Records provided section start
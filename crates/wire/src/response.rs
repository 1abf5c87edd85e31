// SPDX-License-Identifier: MIT

//! Control-socket responses: every response carries an exit code
//! (0 success, 1 bad input, 2 fatal) plus a UTF-8 body.

use crate::types::{RuntimeDetail, RuntimeSummary};
use serde::{Deserialize, Serialize};

#[derive(Debug, Clone, Copy, PartialEq, Eq, Serialize, Deserialize)]
#[repr(u8)]
pub enum ExitCode {
    Success = 0,
    BadInput = 1,
    Fatal = 2,
}

#[derive(Debug, Clone, Serialize, Deserialize, PartialEq)]
#[serde(tag = "type", rename_all = "kebab-case")]
pub enum Response {
    Ok,
    Text { body: String },
    Runtimes { runtimes: Vec<RuntimeSummary> },
    Detail { runtime: RuntimeDetail },
    Error { message: String },
    Fatal { message: String },
}

impl Response {
    pub fn exit_code(&self) -> ExitCode {
        match self {
            Response::Error { .. } => ExitCode::BadInput,
            Response::Fatal { .. } => ExitCode::Fatal,
            _ => ExitCode::Success,
        }
    }

    /// Render the UTF-8 body placed between the exit-code byte and the
    /// trailing NUL.
    pub fn body(&self) -> String {
        match self {
            Response::Ok => String::new(),
            Response::Text { body } => body.clone(),
            Response::Runtimes { runtimes } => runtimes
                .iter()
                .map(|r| {
                    format!(
                        "{}\t{}\t{}\t{}\t{}",
                        r.id,
                        r.name,
                        r.kind,
                        r.state,
                        r.group.as_deref().unwrap_or("-")
                    )
                })
                .collect::<Vec<_>>()
                .join("\n"),
            Response::Detail { runtime } => serde_json::to_string_pretty(runtime)
                .unwrap_or_else(|e| format!("<undisplayable detail: {e}>")),
            Response::Error { message } => message.clone(),
            Response::Fatal { message } => message.clone(),
        }
    }
}

#[cfg(test)]
#[path = "response_tests.rs"]
mod tests;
Records provided section end
**Required action**:
All lines containing "PartialEq" in the material above should appear in your reply, copied exactly.

**Exercise output**:
#[derive(Debug, Clone, Copy, PartialEq, Eq, Serialize, Deserialize)]
#[derive(Debug, Clone, Serialize, Deserialize, PartialEq)]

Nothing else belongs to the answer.